Today Google made an announcement that could have profound implications for several businesses I can think of. That announcement: a “Businesses” layer has been added to both Google Earth for the iPhone and the desktop version via the “Geographic Web” folder. I think it’ll be a much more useful feature on the iPhone for the obvious reason that a desktop isn’t quite as mobile, even in the case of a laptop.
When you open Google Earth now on you’re iPhone you’ll easily find the Businesses layer which (you guessed it) overlays local businesses on top of the usual satellite imagery. As you zoom in you’ll see more businesses listed.
This makes me wonder how much Google will infringe on other business listing-related and business review websites like Yelp and Citysearch in the future. Such businesses should definitely find a way to respond to this.
As an aside, I want to mention that Disney has added its Paris theme park to Google Earth. And I’m not just talking a simple business listing here, but the full 3D rendition, similar to what it did last year with its Orlando park (they also have a location-based iPhone app). You can find it in it in the Gallery folder of Google Earth 5.0.
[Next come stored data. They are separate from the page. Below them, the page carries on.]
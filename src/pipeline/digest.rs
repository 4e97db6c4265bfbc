// src/pipeline/digest.rs

use chrono::Local;

use crate::error::Result;
use crate::models::{Config, Posting};
use crate::services::{
    Classifier, DeliveryReceipt, Digest, DigestRenderer, Notifier, Recipient, build_sources,
};
use crate::utils::{http, report};

use super::aggregate::Aggregator;
use super::collect::collect_all;

/// Fetch every enabled source and return the ranked, capped postings.
pub async fn run_collect(config: &Config) -> Result<Vec<Posting>> {
    let aggregator = Aggregator::new(
        Classifier::new(&config.profile)?,
        config.ranking.clone(),
    );
    let client = http::create_client(&config.fetch)?;
    let sources = build_sources(config.enabled_sources(), &client);

    log::info!("Querying {} sources", sources.len());
    let batches = collect_all(&sources, &config.fetch).await;

    let per_source: Vec<(&str, String)> = batches
        .iter()
        .map(|b| (b.source.as_str(), b.postings.len().to_string()))
        .collect();
    report::summary("Sources", &per_source);

    let (postings, stats) =
        aggregator.aggregate_with_stats(batches.into_iter().map(|b| b.postings).collect())?;

    report::summary(
        "Aggregation",
        &[
            ("Fetched", stats.flattened.to_string()),
            ("Matched profile", stats.matched.to_string()),
            ("Unique", stats.unique.to_string()),
            ("Kept", stats.kept.to_string()),
        ],
    );

    Ok(postings)
}

/// Render postings with the configured digest settings, stamped now.
pub fn render_digest(config: &Config, postings: &[Posting]) -> Digest {
    DigestRenderer::new(config.digest.clone()).render(postings, Local::now())
}

/// Run the full pipeline: collect → aggregate → render → deliver.
pub async fn run_pipeline(
    config: &Config,
    notifier: &dyn Notifier,
    recipient: &Recipient,
) -> Result<DeliveryReceipt> {
    report::header("Job digest run");

    report::step(1, 3, "Collect - Fetching and ranking postings");
    let postings = run_collect(config).await?;

    report::step(2, 3, "Render - Building digest");
    let digest = render_digest(config, &postings);
    if digest.is_empty() {
        log::warn!("No postings matched the profile; sending placeholder digest");
    }

    report::step(3, 3, "Deliver - Sending digest");
    let receipt = notifier.deliver(&digest, recipient).await?;

    log::info!(
        "✓ Delivered {} postings to {}",
        digest.posting_count,
        receipt.recipient
    );
    Ok(receipt)
}
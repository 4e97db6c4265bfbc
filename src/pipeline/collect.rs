// src/pipeline/collect.rs

//! Fetching postings from every source.

use std::time::Duration;

use futures::stream::{self, StreamExt};

use crate::models::{FetchConfig, Posting};
use crate::services::SourceAdapter;

/// Postings from one source, tagged with its name for the run report.
#[derive(Debug, Clone)]
pub struct SourceBatch {
    pub source: String,
    pub postings: Vec<Posting>,
}

/// Query every source once and return one batch per source, in input order.
///
/// Sources may run concurrently up to `max_concurrent`, but results are
/// yielded in source order. A failing source contributes an empty batch.
pub async fn collect_all(
    sources: &[Box<dyn SourceAdapter>],
    fetch: &FetchConfig,
) -> Vec<SourceBatch> {
    let delay = Duration::from_millis(fetch.request_delay_ms);
    let concurrency = fetch.max_concurrent.max(1);

    let mut batch_stream = stream::iter(sources)
        .map(|source| async move {
            SourceBatch {
                source: source.name().to_string(),
                postings: source.fetch_or_empty().await,
            }
        })
        .buffered(concurrency);

    let mut batches = Vec::with_capacity(sources.len());
    while let Some(batch) = batch_stream.next().await {
        batches.push(batch);

        if !delay.is_zero() && batches.len() < sources.len() {
            tokio::time::sleep(delay).await;
        }
    }
    batches
}
//! Pipeline entry points.
//!
//! - `run_collect`: Fetch every source and rank the matching postings
//! - `run_pipeline`: Collect, render and deliver the daily digest

pub mod aggregate;
pub mod collect;
pub mod digest;

pub use aggregate::{AggregateStats, Aggregator, dedupe};
pub use collect::{SourceBatch, collect_all};
pub use digest::{render_digest, run_collect, run_pipeline};
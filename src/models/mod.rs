// src/models/mod.rs

//! Domain models for the digest application.

mod config;
mod posting;
mod source;

// Re-export all public types
pub use config::{Config, DigestConfig, FetchConfig, NotifierConfig, ProfileConfig, RankingConfig};
pub use posting::{DedupKey, Posting};
pub use source::{CardSelectors, SourceConfig};
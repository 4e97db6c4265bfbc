//! Listing site definitions and their extraction selectors.

use serde::{Deserialize, Serialize};

/// One listing site and how to read its search results page.
#[derive(Debug, Clone, Serialize, Deserialize)]
pub struct SourceConfig {
    /// Display name, also used as the ranking tie-breaker
    pub name: String,

    /// Search results page URL
    pub url: String,

    /// Whether this source is queried at all
    #[serde(default = "default_enabled")]
    pub enabled: bool,

    /// Selectors used to pull postings out of the page
    pub selectors: CardSelectors,

    /// Location used when the card has none
    #[serde(default)]
    pub default_location: Option<String>,
}

fn default_enabled() -> bool {
    true
}

/// CSS selectors for a results page.
///
/// `cards` holds fallbacks: the first selector that matches anything wins.
/// Every field selector is evaluated relative to a card.
#[derive(Debug, Clone, Serialize, Deserialize)]
pub struct CardSelectors {
    /// Candidate selectors for job cards, tried in order
    pub cards: Vec<String>,

    /// Title element
    pub title: String,

    /// Company element
    #[serde(default)]
    pub company: Option<String>,

    /// Location element
    #[serde(default)]
    pub location: Option<String>,

    /// Snippet element
    #[serde(default)]
    pub snippet: Option<String>,

    /// Link element; the card itself is used when absent or unmatched
    #[serde(default)]
    pub link: Option<String>,

    /// Attribute holding the link
    #[serde(default = "default_link_attr")]
    pub link_attr: String,
}

fn default_link_attr() -> String {
    "href".into()
}

impl CardSelectors {
    /// All selector strings, for validation.
    pub fn all(&self) -> impl Iterator<Item = &str> {
        self.cards
            .iter()
            .map(String::as_str)
            .chain(std::iter::once(self.title.as_str()))
            .chain(
                [&self.company, &self.location, &self.snippet, &self.link]
                    .into_iter()
                    .flatten()
                    .map(String::as_str),
            )
    }
}
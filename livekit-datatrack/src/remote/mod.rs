// Copyright 2025 LiveKit, Inc.
//
// Licensed under the Apache License, Version 2.0 (the "License");
// you may not use this file except in compliance with the License.
// You may obtain a copy of the License at
//
//     http://www.apache.org/licenses/LICENSE-2.0
//
// Unless required by applicable law or agreed to in writing, software
// distributed under the License is distributed on an "AS IS" BASIS,
// WITHOUT WARRANTIES OR CONDITIONS OF ANY KIND, either express or implied.
// See the License for the specific language governing permissions and
// limitations under the License.
use crate::{
    api::{DataTrack, DataTrackFrame, DataTrackInfo, DataTrackSid, InternalError},
    track::DataTrackInner,
};
use core::{
    pin::Pin,
    task::{Context, Poll},
};
use events::{InputEvent, SubscribeEvent};
use futures_core::Stream;
use std::{fmt, marker::PhantomData, sync::Arc};
use thiserror::Error;
use tokio::sync::{mpsc, oneshot, watch};
use tokio_util::sync::CancellationToken;

pub(crate) mod depacketizer;
pub(crate) mod events;
pub(crate) mod manager;
pub(crate) mod pipeline;

/// Data track published by a remote participant.
pub type RemoteDataTrack = DataTrack<Remote>;

/// Marker type indicating a [`DataTrack`] belongs to a remote participant.
#[derive(Debug, Clone)]
pub struct Remote;

impl DataTrack<Remote> {
    pub(crate) fn new(info: Arc<DataTrackInfo>, inner: RemoteTrackInner) -> Self {
        Self { info, inner: Arc::new(inner.into()), _location: PhantomData }
    }

    fn inner(&self) -> &RemoteTrackInner {
        match &*self.inner {
            DataTrackInner::Remote(inner) => inner,
            DataTrackInner::Local(_) => unreachable!(), // Safe (type state)
        }
    }

    /// Subscribes to the data track to receive frames.
    ///
    /// The first subscription asks the SFU to forward the track; later ones
    /// share it. Each subscription receives every frame completed after it is
    /// established. Dropping the returned future cancels the request.
    ///
    pub async fn subscribe(&self) -> Result<DataTrackSubscription, SubscribeError> {
        self.subscribe_with_cancel(CancellationToken::new()).await
    }

    /// Like [`Self::subscribe`], additionally failing with
    /// [`SubscribeError::Cancelled`] once `cancel` is triggered.
    pub async fn subscribe_with_cancel(
        &self,
        cancel: CancellationToken,
    ) -> Result<DataTrackSubscription, SubscribeError> {
        if !self.is_published() {
            return Err(SubscribeError::Unpublished);
        }
        let cancel = cancel.child_token();
        let _cancel_on_drop = cancel.clone().drop_guard();

        let (result_tx, result_rx) = oneshot::channel();
        let event = SubscribeEvent { sid: self.info.sid.clone(), cancel, result_tx };
        {
            let event_in_tx =
                self.inner().event_in_tx.upgrade().ok_or(SubscribeError::Disconnected)?;
            event_in_tx.send(event.into()).await.map_err(|_| SubscribeError::Disconnected)?;
        }
        result_rx.await.map_err(|_| SubscribeError::Disconnected)?
    }

    /// Identity of the participant who published the track.
    pub fn publisher_identity(&self) -> &str {
        &self.inner().publisher_identity
    }
}

#[derive(Debug)]
pub(crate) struct RemoteTrackInner {
    pub publisher_identity: Arc<str>,
    pub state_rx: watch::Receiver<RemoteTrackState>,
    pub event_in_tx: mpsc::WeakSender<InputEvent>,
}

impl RemoteTrackInner {
    pub fn is_published(&self) -> bool {
        self.state_rx.borrow().is_published()
    }

    pub async fn wait_for_unpublish(&self) {
        let mut state_rx = self.state_rx.clone();
        _ = state_rx.wait_for(|state| !state.is_published()).await;
    }
}

#[derive(Debug, Clone, Copy, PartialEq, Eq)]
pub(crate) enum RemoteTrackState {
    Published,
    Unpublished,
}

impl RemoteTrackState {
    pub fn is_published(&self) -> bool {
        matches!(self, Self::Published)
    }
}

/// Stream of frames received on a subscribed remote track.
///
/// Ends once the track is unpublished, its publisher leaves or the engine shuts
/// down. Dropping the last subscription to a track unsubscribes from it.
///
pub struct DataTrackSubscription {
    sid: DataTrackSid,
    frame_rx: mpsc::Receiver<DataTrackFrame>,
    release: Option<Release>,
}

/// Notifies the manager when a subscription is dropped.
#[derive(Debug)]
pub(crate) struct Release {
    pub id: u64,
    pub release_tx: mpsc::UnboundedSender<SubscriptionReleased>,
}

/// A [`DataTrackSubscription`] was dropped.
#[derive(Debug)]
pub(crate) struct SubscriptionReleased {
    pub sid: DataTrackSid,
    pub id: u64,
}

impl DataTrackSubscription {
    pub(crate) fn new(
        sid: DataTrackSid,
        frame_rx: mpsc::Receiver<DataTrackFrame>,
        release: Release,
    ) -> Self {
        Self { sid, frame_rx, release: Some(release) }
    }

    /// Identifier of the subscribed track.
    pub fn sid(&self) -> &DataTrackSid {
        &self.sid
    }
}

impl Stream for DataTrackSubscription {
    type Item = DataTrackFrame;

    fn poll_next(self: Pin<&mut Self>, cx: &mut Context<'_>) -> Poll<Option<Self::Item>> {
        self.get_mut().frame_rx.poll_recv(cx)
    }
}

impl Drop for DataTrackSubscription {
    fn drop(&mut self) {
        let Some(Release { id, release_tx }) = self.release.take() else { return };
        _ = release_tx.send(SubscriptionReleased { sid: self.sid.clone(), id });
    }
}

impl fmt::Debug for DataTrackSubscription {
    fn fmt(&self, f: &mut fmt::Formatter<'_>) -> fmt::Result {
        f.debug_struct("DataTrackSubscription").field("sid", &self.sid).finish_non_exhaustive()
    }
}

/// An error that can occur when subscribing to a data track.
#[derive(Debug, Error)]
pub enum SubscribeError {
    #[error("Track is no longer published")]
    Unpublished,
    #[error("SFU did not answer the subscribe request in time")]
    Timeout,
    #[error("Not connected")]
    Disconnected,
    #[error("Subscribe request cancelled")]
    Cancelled,
    #[error(transparent)]
    Internal(#[from] InternalError),
}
Finally, the Google Maps team announced the addition of 64 new countries to its Google Map Maker program, which encourages local citizens to contribute mapping data in underdeveloped countries. The new countries include:
American Samoa, Anguilla, Armenia, Aruba, Azerbaijan, Bahrain, Belize, Benin, Botswana, Burkina Faso, Burundi, Cameroon, Cape Verde, Cayman Islands, Central African Republic, Chad, Christmas Island, Cocos (Keeling) Islands, Comoros, Cook Islands, Costa Rica, Cote d’Ivoire, Democratic Republic of the Congo, Djibouti, El Salvador, Eritrea, Ethiopia, Gabon, Gambia, Ghana, Guadeloupe, Guinea, Iran, Kyrgyzstan, Madagascar, Malawi, Martinique, Mauritania, Mongolia, Montserrat, Mozambique, Myanmar (Burma), Nauru, Netherlands Antilles, Niger, Nigeria, Niue, Northern Mariana Islands, Pakistan, Reunion, Saint Vincent and the Grenadines, Samoa, Sao Tome and Principe, Sierra Leone, Solomon Islands, Somalia, Togo, Tokelau, Tonga, Turkmenistan, Tuvalu, Uzbekistan, Wallis and Futuna, Zambia.
I’m not sure how successful Map Maker has been compared to the Open Street Map project. I know the latter has had great success teaming up with non-profits and non-governmental organizations. Because Open Street Map is an open source project it doesn’t cost money to use its map data, an important consideration for non-profits. In return non-profit organizations often return rich map data from developing countries. I don’t think I’ve seen this with Google Maps but I could be wrong here.